Work request: Examine the records and identify each line that includes the string "PrometheusBuilder". Copy those lines.

Records supplied:
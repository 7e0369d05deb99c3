//! Prometheus export of the bus metrics.

use anyhow::{Context, Result};
use metrics_exporter_prometheus::PrometheusBuilder;
use std::net::SocketAddr;
use tracing::info;

/// Install the Prometheus recorder and serve it on `port`.
///
/// # Errors
///
/// Returns an error if the exporter cannot be installed.
pub fn start_metrics_server(port: u16) -> Result<()> {
    let addr = SocketAddr::from(([0, 0, 0, 0], port));

    PrometheusBuilder::new()
        .with_http_listener(addr)
        .install()
        .context("Failed to install Prometheus exporter")?;

    mbus_core::metrics::describe_metrics();
    info!("Metrics server listening on {}", addr);
    Ok(())
}
//! Topic registry.
//!
//! Maps each topic to the set of conduits subscribed to it. Only the dispatcher
//! owns one, so it carries no synchronization of its own.

use crate::conduit::Conduit;
use std::collections::{HashMap, HashSet};

/// Mapping from exact topic name to subscribed conduits.
///
/// A topic entry never exists with an empty set: removing the last conduit
/// deletes the entry.
#[derive(Debug, Default)]
pub struct Registry {
    topics: HashMap<String, HashSet<Conduit>>,
}

impl Registry {
    /// Create an empty registry.
    #[must_use]
    pub fn new() -> Self {
        Self::default()
    }

    /// Get the conduits subscribed to `topic`.
    #[must_use]
    pub fn lookup(&self, topic: &str) -> Option<&HashSet<Conduit>> {
        self.topics.get(topic)
    }

    /// Check if `conduit` is subscribed to `topic`.
    #[must_use]
    pub fn contains(&self, topic: &str, conduit: &Conduit) -> bool {
        self.topics
            .get(topic)
            .is_some_and(|conduits| conduits.contains(conduit))
    }

    /// Subscribe `conduit` to `topic`, creating the entry if needed.
    ///
    /// Returns `true` if the conduit was not already subscribed.
    pub fn add(&mut self, topic: &str, conduit: &Conduit) -> bool {
        if let Some(conduits) = self.topics.get_mut(topic) {
            return conduits.insert(conduit.clone());
        }
        self.topics
            .insert(topic.to_string(), HashSet::from([conduit.clone()]));
        true
    }

    /// Unsubscribe `conduit` from `topic`, pruning the entry if it empties.
    ///
    /// Returns `true` if the conduit was subscribed.
    pub fn remove(&mut self, topic: &str, conduit: &Conduit) -> bool {
        let Some(conduits) = self.topics.get_mut(topic) else {
            return false;
        };
        let removed = conduits.remove(conduit);
        if conduits.is_empty() {
            self.topics.remove(topic);
        }
        removed
    }

    /// Drop every subscription.
    pub fn clear(&mut self) {
        self.topics.clear();
    }

    /// Number of topics with at least one subscriber.
    #[must_use]
    pub fn topic_count(&self) -> usize {
        self.topics.len()
    }

    /// Number of conduits subscribed to `topic`.
    #[must_use]
    pub fn subscriber_count(&self, topic: &str) -> usize {
        self.topics.get(topic).map_or(0, HashSet::len)
    }

    /// Check if there are no subscriptions at all.
    #[must_use]
    pub fn is_empty(&self) -> bool {
        self.topics.is_empty()
    }

    /// Iterate over the topics that have subscribers.
    pub fn topics(&self) -> impl Iterator<Item = &str> {
        self.topics.keys().map(String::as_str)
    }
}
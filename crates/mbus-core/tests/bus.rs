//! End-to-end tests through the public `Bus` handle.

use mbus_core::{sub_topic, unsub_topic, Bus, BusConfig, Conduit, Data, Warner};
use std::collections::HashSet;
use std::fmt;
use std::sync::{Arc, Mutex};
use std::time::Duration;
use tokio_util::sync::CancellationToken;

#[derive(Default)]
struct RecordingWarner {
    calls: Mutex<Vec<String>>,
}

impl Warner for RecordingWarner {
    fn warning(&self, values: &[&dyn fmt::Debug]) {
        let line = values
            .iter()
            .map(|v| format!("{v:?}"))
            .collect::<Vec<_>>()
            .join(" ");
        self.calls.lock().unwrap().push(line);
    }
}

#[derive(Debug, PartialEq)]
struct Order(u32);

#[tokio::test]
async fn test_orders_end_to_end() {
    let bus = Bus::new(CancellationToken::new(), None);
    let (c1, mut rx1) = Conduit::channel(8);

    bus.subscribe(&c1, ["orders", "done"]).await;

    let order1: Data = Arc::new(Order(1));
    bus.publish_shared("orders", order1.clone()).await;

    let msg = rx1.recv().await.unwrap();
    assert_eq!(msg.topic(), "orders");
    assert!(Arc::ptr_eq(msg.shared_data(), &order1));
    assert_eq!(msg.data::<Order>(), Some(&Order(1)));

    bus.unsubscribe(&c1, ["orders"]).await;
    bus.publish("orders", Order(2)).await;
    // Commands are handled in order: once "done" arrives, order 2 was already
    // fanned out.
    bus.publish("done", ()).await;

    let msg = rx1.recv().await.unwrap();
    assert_eq!(msg.topic(), "done");
    assert!(rx1.try_recv().is_err());
}

#[tokio::test]
async fn test_lifecycle_notifications() {
    let bus = Bus::new(CancellationToken::new(), None);
    let (observer, mut events) = Conduit::channel(16);
    let (c, _rx) = Conduit::channel(8);

    bus.subscribe(
        &observer,
        [sub_topic("a"), sub_topic("b"), unsub_topic("a")],
    )
    .await;
    bus.subscribe(&c, ["a", "b"]).await;
    bus.unsubscribe(&c, ["a"]).await;

    let mut seen = Vec::new();
    for _ in 0..3 {
        let msg = events.recv().await.unwrap();
        assert_eq!(msg.conduit(), Some(&c));
        assert!(msg.is_lifecycle());
        seen.push(msg.topic().to_string());
    }
    assert_eq!(seen, ["sub_a", "sub_b", "unsub_a"]);
}

#[tokio::test]
async fn test_fan_out_same_instance() {
    let bus = Bus::new(CancellationToken::new(), None);
    let (c1, mut rx1) = Conduit::channel(8);
    let (c2, mut rx2) = Conduit::channel(8);

    bus.subscribe(&c1, ["x"]).await;
    bus.subscribe(&c2, ["x"]).await;
    bus.publish("x", String::from("shared")).await;

    let m1 = rx1.recv().await.unwrap();
    let m2 = rx2.recv().await.unwrap();
    assert!(Arc::ptr_eq(&m1, &m2));
}

#[tokio::test(start_paused = true)]
async fn test_slow_consumer_evicted() {
    let warner = Arc::new(RecordingWarner::default());
    let config = BusConfig {
        drop_slow_consumers: true,
        ..BusConfig::default()
    };
    let bus = Bus::with_config(
        config,
        CancellationToken::new(),
        Some(warner.clone() as Arc<dyn Warner>),
    )
    .unwrap();

    let (observer, mut events) = Conduit::channel(8);
    let (slow, _slow_rx) = Conduit::channel(1);

    bus.subscribe(&observer, [unsub_topic("feed")]).await;
    bus.subscribe(&slow, ["feed"]).await;
    bus.publish("feed", 1_u32).await;
    bus.publish("feed", 2_u32).await;

    let notice = events.recv().await.unwrap();
    assert_eq!(notice.topic(), "unsub_feed");
    assert_eq!(notice.conduit(), Some(&slow));

    let calls = warner.calls.lock().unwrap();
    assert_eq!(calls.len(), 1);
    assert!(calls[0].contains(&slow.id().to_string()));
    assert!(calls[0].contains("\"feed\""));
}

#[tokio::test(start_paused = true)]
async fn test_cancel_unblocks_waiting_publisher() {
    let token = CancellationToken::new();
    let config = BusConfig {
        queue_capacity: 1,
        ..BusConfig::default()
    };
    let bus = Bus::with_config(config, token.clone(), None).unwrap();
    let (stuck, mut stuck_rx) = Conduit::channel(1);

    bus.subscribe(&stuck, ["x"]).await;
    // The first fills the conduit, the second blocks the dispatcher, the rest
    // fill the queue.
    for i in 0..3_u32 {
        bus.publish("x", i).await;
    }

    let publisher = {
        let bus = bus.clone();
        tokio::spawn(async move { bus.publish("x", 99_u32).await })
    };
    tokio::time::sleep(Duration::from_secs(5)).await;
    assert!(!publisher.is_finished());

    token.cancel();
    tokio::time::timeout(Duration::from_secs(1), publisher)
        .await
        .unwrap()
        .unwrap();
    tokio::time::timeout(Duration::from_secs(1), bus.stopped())
        .await
        .unwrap();

    // Only the message that filled the conduit got through; the blocked
    // delivery and the waiting publish were both abandoned.
    let mut delivered = Vec::new();
    while let Ok(msg) = stuck_rx.try_recv() {
        delivered.extend(msg.data::<u32>().copied());
    }
    assert_eq!(delivered, [0]);
}

#[tokio::test(flavor = "multi_thread", worker_threads = 4)]
async fn test_concurrent_ids() {
    let bus = Bus::new(CancellationToken::new(), None);

    let handles: Vec<_> = (0..8)
        .map(|_| {
            let bus = bus.clone();
            tokio::spawn(async move { (0..500).map(|_| bus.next_id()).collect::<Vec<_>>() })
        })
        .collect();

    let mut ids = Vec::new();
    for handle in handles {
        ids.extend(handle.await.unwrap());
    }

    let mut parsed: Vec<u64> = ids.iter().map(|id| id.parse().unwrap()).collect();
    let distinct: HashSet<u64> = parsed.iter().copied().collect();
    assert_eq!(distinct.len(), 4000);

    parsed.sort_unstable();
    assert!(parsed.windows(2).all(|w| w[0] < w[1]));
    assert_eq!(parsed.first(), Some(&1));
    assert_eq!(parsed.last(), Some(&4000));
}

Written reply:
use metrics_exporter_prometheus::PrometheusBuilder;
    PrometheusBuilder::new()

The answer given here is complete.